Por Mónica Delgado
Moonglow de la cineasta filipina, radicada en EEUU, Isabel Sandoval fue uno de los films más delicados y maravillosos de la edición 55º del Festival de Rotterdam. No hay nuevo en su trama ni desarrollo de personajes, es más hay reminiscencias a viejas películas del cine negro y también a algunos melodramas de amor imposible. Sin embargo, pese a ese halo de repetición, fue un acontecimiento. Se trata de una impecable pieza de cine negro y melodrama solo logrado desde un abierto amor al cine. En la presentación del film, la cineasta sostuvo que el film surgía de su fascinación por la obra de Jean-Pierre Melville (por ese universo de ambivalencias entre la criminalidad y la moralidad), y de los tratamientos visuales de Douglas Sirk, que recupera en una nostálgica historia de amor.
En este film, Sandoval no solo dirige, sino que se encarga del guion, la edición y de la actuación protagónica (papel que también ha desarrollado en sus propios trabajos previos). Ella también ha sido reconocida como una importante cineasta transgénero, aunque su identidad aparezca en la puesta en escena de Moonglow alejada de alguna intención queer (su personaje no es trans), ya que es una obra sobre el reenamoramiento desde los códigos necesarios del género, con inevitables ecos a los amores frustrados del cine de Wong Kai-wai, a diferencia de otros trabajos como Señorita (2011) o Lingua franca donde sí interpreta a una mujer trans. Por otro lado, su trabajo se distribuye vía Netflix o Hulu, como el film Lingua Franca (2019) o el capítulo que dirigió para la miniserie Under The Banner of Heaven (de David Mackenzie), demostrando su inserción dentro de un sistema más amplio dentro de la producción independiente en EEUU.

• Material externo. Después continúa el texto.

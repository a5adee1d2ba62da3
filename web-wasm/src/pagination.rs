//! ページ移動

use nas_viewer_common::pagination::{next_page_url, page_url, previous_page_url};
use tracing::error;

use crate::dom;
use crate::error::UiResult;

pub fn navigate_to_page(page: u32) {
    report(dom::current_url().and_then(|url| dom::navigate(&page_url(&url, page))));
}

pub fn next_page() {
    report(dom::current_url().and_then(|url| dom::navigate(&next_page_url(&url))));
}

/// 1ページ目では何もしない
pub fn previous_page() {
    let result = dom::current_url().and_then(|url| match previous_page_url(&url) {
        Some(target) => dom::navigate(&target),
        None => Ok(()),
    });
    report(result);
}

fn report(result: UiResult<()>) {
    if let Err(e) = result {
        error!("ページ移動に失敗: {}", e);
    }
}
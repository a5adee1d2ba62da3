//! NAS Viewer Web クライアント (WASM)
//!
//! サーバーで描画済みのテーブルに、絞り込み・検索・動画再生などの操作を結び付ける

mod api;
mod bootstrap;
mod clock;
mod controller;
mod dom;
mod error;
mod export;
mod filters;
mod logging;
mod modals;
mod notify;
mod pagination;
mod preload;
mod refresh;
mod table;
mod video;

use wasm_bindgen::prelude::*;

#[wasm_bindgen(start)]
pub fn main() {
    console_error_panic_hook::set_once();
    bootstrap::start();
}
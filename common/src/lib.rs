//! NAS Viewer Common Library
//!
//! ブラウザ側(WASM)から使う、DOMに依存しない型とロジック

pub mod api;
pub mod config;
pub mod csv;
pub mod date;
pub mod error;
pub mod filter;
pub mod notifier;
pub mod pagination;
pub mod request;
pub mod restriction;
pub mod selection;
pub mod types;
pub mod video;

pub use api::{decode_response, remaining_pages, video_url, AvailableDatesResponse, DataQuery, DataResponse, RefreshResponse};
pub use config::ClientConfig;
pub use csv::{csv_file_name, table_to_csv, CSV_MIME_TYPE};
pub use date::{format_display_datetime, DateKey};
pub use error::{Error, Result};
pub use filter::{apply_filters, FilterCriteria, FilterOutcome};
pub use notifier::{Notification, NotificationId, NotificationKind, Notifier};
pub use request::{RequestToken, RequestTracker};
pub use restriction::{AvailableDates, DateBounds, DateCheck};
pub use selection::RowSelection;
pub use types::Row;
pub use video::{MediaEvent, Narration, SessionToken, VideoModal, VideoSession, VideoState};
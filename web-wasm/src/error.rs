//! UI層のエラー型

use thiserror::Error;
use wasm_bindgen::JsValue;

#[derive(Error, Debug)]
pub enum UiError {
    #[error(transparent)]
    Common(#[from] nas_viewer_common::Error),

    #[error("JS error: {0}")]
    Js(String),

    #[error("要素が見つかりません: {0}")]
    MissingElement(&'static str),

    #[error("コントローラが使用中です")]
    Busy,
}

impl UiError {
    /// 利用者向けメッセージ（サーバーの `detail` があればそれを使う）
    pub fn user_message(&self, fallback: &str) -> String {
        match self {
            UiError::Common(e) => e.user_message(fallback),
            _ => fallback.to_string(),
        }
    }
}

impl From<JsValue> for UiError {
    fn from(value: JsValue) -> Self {
        UiError::Js(value.as_string().unwrap_or_else(|| format!("{:?}", value)))
    }
}

impl From<url::ParseError> for UiError {
    fn from(e: url::ParseError) -> Self {
        UiError::Common(e.into())
    }
}

impl From<serde_wasm_bindgen::Error> for UiError {
    fn from(e: serde_wasm_bindgen::Error) -> Self {
        UiError::Js(e.to_string())
    }
}

pub type UiResult<T> = std::result::Result<T, UiError>;

#[cfg(test)]
mod tests {
    use super::*;
    use nas_viewer_common::Error;

    #[test]
    fn test_user_message_from_http_detail() {
        let err = UiError::Common(Error::Http {
            status: 400,
            detail: Some("不正な日付です".to_string()),
        });
        assert_eq!(err.user_message("検索に失敗しました"), "不正な日付です");
    }

    #[test]
    fn test_user_message_fallback() {
        assert_eq!(UiError::Busy.user_message("検索に失敗しました"), "検索に失敗しました");
        assert_eq!(
            UiError::MissingElement("videoModal").user_message("失敗"),
            "失敗"
        );
    }

    #[test]
    fn test_missing_element_display() {
        let err = UiError::MissingElement("video-player");
        assert_eq!(format!("{}", err), "要素が見つかりません: video-player");
    }
}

La historia de Moonglow es sencilla: una policía en retiro es convocada por el jefe de una unidad policial para indagar a partir de unas sospechas sobre el papel de algunos guardias en actos de corrupción. Forma un equipo con otro agente retirado (el actor y político nacionalista Arjo Atayde), un abogado que ha venido de EEUU debido a los cuidados que debe brindar a un padre enfermo. Así que la película de Sandoval parte de dos líneas: la incorporación de esta ruta de detectives en un caso de corrupción y el reencuentro entre estos dos viejos amantes que poco a poco dejan de tratarse como desconocidos. Como mencioné, de por sí la trama no es nada nueva: hay decenas de films sobre parejas policiales en tensión o sobre vueltas de tuerca en torno a las investigaciones (en este caso desde el contexto de corrupción de las autoridades locales filipinas).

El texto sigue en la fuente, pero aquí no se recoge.